## Supplied records
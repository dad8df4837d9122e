pub mod address;
pub mod cart;
pub mod dealer;
pub mod order;
pub mod product;
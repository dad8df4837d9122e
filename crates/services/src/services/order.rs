//! Order placement and lookup.
//!
//! `create_order` writes the order header, its lines and clears the user's
//! cart in one transaction; either all three land or none do.

use std::time::Duration;

use chrono::{Local, NaiveDate};
use db::{
    models::{
        address::Address,
        cart::CartItem,
        dealer::Dealer,
        order::{NewOrder, NewOrderItem, Order, OrderItem, OrderItemWithProduct},
    },
    money::to_currency,
};
use rand::Rng;
use rust_decimal::Decimal;
use serde::{Deserialize, Serialize};
use sqlx::{SqliteConnection, SqlitePool};
use thiserror::Error;
use tracing::{debug, error, info, warn};
use ts_rs::TS;
use uuid::Uuid;

pub const ORDER_NO_PREFIX: &str = "DD";
pub const ORDER_CREATED_MESSAGE: &str = "Order created";

#[derive(Debug, Error)]
pub enum OrderError {
    #[error("database error: {0}")]
    Database(#[from] sqlx::Error),
    #[error("order creation failed")]
    WriteFailed(#[source] sqlx::Error),
    #[error("order creation timed out after {0:?}")]
    Timeout(Duration),
    #[error("invalid order: {0}")]
    Validation(String),
    #[error("order not found")]
    NotFound,
}

/// One priced line of an order request
#[derive(Debug, Clone, Serialize, Deserialize, TS)]
pub struct OrderLine {
    pub product_code: String,
    pub quantity: i64,
    #[ts(type = "string")]
    pub unit_price: Decimal,
    pub selected_color: Option<String>,
    pub selected_length: Option<String>,
}

#[derive(Debug, Clone, Serialize, Deserialize, TS)]
pub struct CreateOrder {
    pub user_id: String,
    pub address_id: Uuid,
    pub dealer_id: Uuid,
    pub items: Vec<OrderLine>,
}

/// Request body for checkout; the user comes from the route
#[derive(Debug, Clone, Serialize, Deserialize, TS)]
pub struct CheckoutRequest {
    pub address_id: Uuid,
    pub dealer_id: Uuid,
    /// Explicit lines; when absent the user's cart is checked out at catalog prices.
    pub items: Option<Vec<OrderLine>>,
}

#[derive(Debug, Clone, Serialize, Deserialize, TS)]
pub struct OrderCreated {
    pub order_no: String,
    pub success: bool,
    pub message: String,
    #[ts(type = "string")]
    pub total_amount: Decimal,
}

/// Order header with its lines, dealer and delivery address
#[derive(Debug, Clone, Serialize, Deserialize, TS)]
pub struct OrderDetail {
    #[serde(flatten)]
    #[ts(flatten)]
    pub order: Order,
    pub dealer_name: Option<String>,
    pub dealer_phone: Option<String>,
    pub contact_name: Option<String>,
    pub contact_phone: Option<String>,
    pub full_address: Option<String>,
    pub items: Vec<OrderItemWithProduct>,
}

/// `DD` + local date as `YYYYMMDD` + six zero-padded random digits. The
/// suffix is not checked against existing orders; a same-day collision fails
/// the insert on the UNIQUE `order_no` column.
pub fn generate_order_no<R: Rng>(date: NaiveDate, rng: &mut R) -> String {
    let suffix: u32 = rng.gen_range(0..1_000_000);
    format!("{ORDER_NO_PREFIX}{}{suffix:06}", date.format("%Y%m%d"))
}

/// Sum of quantity × unit price at currency precision. Fails instead of
/// overflowing the decimal range.
pub fn total_amount(lines: &[OrderLine]) -> Result<Decimal, OrderError> {
    lines
        .iter()
        .try_fold(Decimal::ZERO, |total, line| {
            Decimal::from(line.quantity)
                .checked_mul(line.unit_price)
                .and_then(|subtotal| total.checked_add(subtotal))
        })
        .map(to_currency)
        .ok_or_else(|| OrderError::Validation("order total out of range".to_string()))
}

fn validate_lines(lines: &[OrderLine]) -> Result<(), OrderError> {
    if lines.is_empty() {
        return Err(OrderError::Validation("order has no items".to_string()));
    }

    for line in lines {
        if line.product_code.trim().is_empty() {
            return Err(OrderError::Validation("product code is required".to_string()));
        }
        if line.quantity < 1 {
            return Err(OrderError::Validation(format!(
                "quantity for {} must be at least 1",
                line.product_code
            )));
        }
        if line.unit_price.is_sign_negative() {
            return Err(OrderError::Validation(format!(
                "unit price for {} must not be negative",
                line.product_code
            )));
        }
    }

    Ok(())
}

fn non_empty(value: &Option<String>) -> Option<&str> {
    value.as_deref().filter(|v| !v.is_empty())
}

#[derive(Clone)]
pub struct OrderService {
    pool: SqlitePool,
    tx_timeout: Duration,
}

impl OrderService {
    pub fn new(pool: SqlitePool, tx_timeout: Duration) -> Self {
        Self { pool, tx_timeout }
    }

    /// Persist an order and its lines and empty the user's cart, atomically.
    /// On any failure nothing is written and the cart is left as it was.
    pub async fn create_order(&self, params: &CreateOrder) -> Result<OrderCreated, OrderError> {
        validate_lines(&params.items)?;

        let total = total_amount(&params.items)?;
        let order_no = generate_order_no(Local::now().date_naive(), &mut rand::thread_rng());

        match tokio::time::timeout(self.tx_timeout, self.write_order(&order_no, total, params))
            .await
        {
            Ok(Ok(())) => {
                info!(
                    order_no = %order_no,
                    user_id = %params.user_id,
                    items = params.items.len(),
                    total_amount = %total,
                    "Order created"
                );
                Ok(OrderCreated {
                    order_no,
                    success: true,
                    message: ORDER_CREATED_MESSAGE.to_string(),
                    total_amount: total,
                })
            }
            Ok(Err(e)) => {
                error!(
                    order_no = %order_no,
                    user_id = %params.user_id,
                    error = %e,
                    "Error creating order, rolled back"
                );
                Err(OrderError::WriteFailed(e))
            }
            // Dropping the in-flight transaction rolls it back.
            Err(_) => {
                error!(
                    order_no = %order_no,
                    user_id = %params.user_id,
                    timeout = ?self.tx_timeout,
                    "Order transaction timed out, rolled back"
                );
                Err(OrderError::Timeout(self.tx_timeout))
            }
        }
    }

    /// Check out the user's cart. Without explicit lines, every cart item is
    /// ordered at the product's current catalog price.
    pub async fn checkout_cart(
        &self,
        user_id: &str,
        request: CheckoutRequest,
    ) -> Result<OrderCreated, OrderError> {
        let items = match request.items {
            Some(items) => items,
            None => self.lines_from_cart(user_id).await?,
        };

        self.create_order(&CreateOrder {
            user_id: user_id.to_string(),
            address_id: request.address_id,
            dealer_id: request.dealer_id,
            items,
        })
        .await
    }

    async fn lines_from_cart(&self, user_id: &str) -> Result<Vec<OrderLine>, OrderError> {
        let cart = CartItem::find_by_user_with_product(&self.pool, user_id).await?;
        if cart.is_empty() {
            return Err(OrderError::Validation("cart is empty".to_string()));
        }

        Ok(cart
            .into_iter()
            .map(|entry| {
                let attrs = entry.parsed_attrs();
                OrderLine {
                    product_code: entry.item.product_code,
                    quantity: entry.item.quantity,
                    unit_price: entry.price,
                    selected_color: attrs.color,
                    selected_length: attrs.length,
                }
            })
            .collect())
    }

    async fn write_order(
        &self,
        order_no: &str,
        total: Decimal,
        params: &CreateOrder,
    ) -> Result<(), sqlx::Error> {
        let mut tx = self.pool.begin().await?;

        if let Err(e) = Self::insert_order_rows(&mut tx, order_no, total, params).await {
            if let Err(rollback_err) = tx.rollback().await {
                warn!(order_no = %order_no, error = %rollback_err, "Rollback failed");
            }
            return Err(e);
        }

        tx.commit().await
    }

    async fn insert_order_rows(
        conn: &mut SqliteConnection,
        order_no: &str,
        total: Decimal,
        params: &CreateOrder,
    ) -> Result<(), sqlx::Error> {
        Order::create(
            &mut *conn,
            &NewOrder {
                id: Uuid::new_v4(),
                order_no,
                user_id: &params.user_id,
                address_id: params.address_id,
                dealer_id: params.dealer_id,
                total_amount: total,
            },
        )
        .await?;

        for line in &params.items {
            OrderItem::create(
                &mut *conn,
                &NewOrderItem {
                    id: Uuid::new_v4(),
                    order_no,
                    product_code: &line.product_code,
                    quantity: line.quantity,
                    unit_price: line.unit_price,
                    selected_color: non_empty(&line.selected_color),
                    selected_length: non_empty(&line.selected_length),
                },
            )
            .await?;
        }

        let cleared = CartItem::delete_all_for_user(&mut *conn, &params.user_id).await?;
        debug!(order_no = %order_no, cleared, "Cleared cart for order");

        Ok(())
    }

    pub async fn list_orders(&self, user_id: &str) -> Result<Vec<Order>, OrderError> {
        Ok(Order::find_by_user(&self.pool, user_id).await?)
    }

    /// Full order view. Orders of other users are reported as not found.
    pub async fn get_order_detail(
        &self,
        user_id: &str,
        order_no: &str,
    ) -> Result<OrderDetail, OrderError> {
        let order = Order::find_by_order_no(&self.pool, order_no)
            .await?
            .filter(|order| order.user_id == user_id)
            .ok_or(OrderError::NotFound)?;

        let dealer = Dealer::find_by_id(&self.pool, order.dealer_id).await?;
        let address = Address::find_by_id(&self.pool, order.address_id).await?;
        let items = OrderItem::find_by_order_no_with_product(&self.pool, order_no).await?;

        Ok(OrderDetail {
            dealer_name: dealer.as_ref().map(|d| d.name.clone()),
            dealer_phone: dealer.and_then(|d| d.phone),
            contact_name: address.as_ref().map(|a| a.receiver.clone()),
            contact_phone: address.as_ref().map(|a| a.phone.clone()),
            full_address: address.as_ref().map(Address::full_address),
            order,
            items,
        })
    }
}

## What to produce
What is the number of lines in the data that include the word "OrderDetail"? State only that number.

## Result for this task
3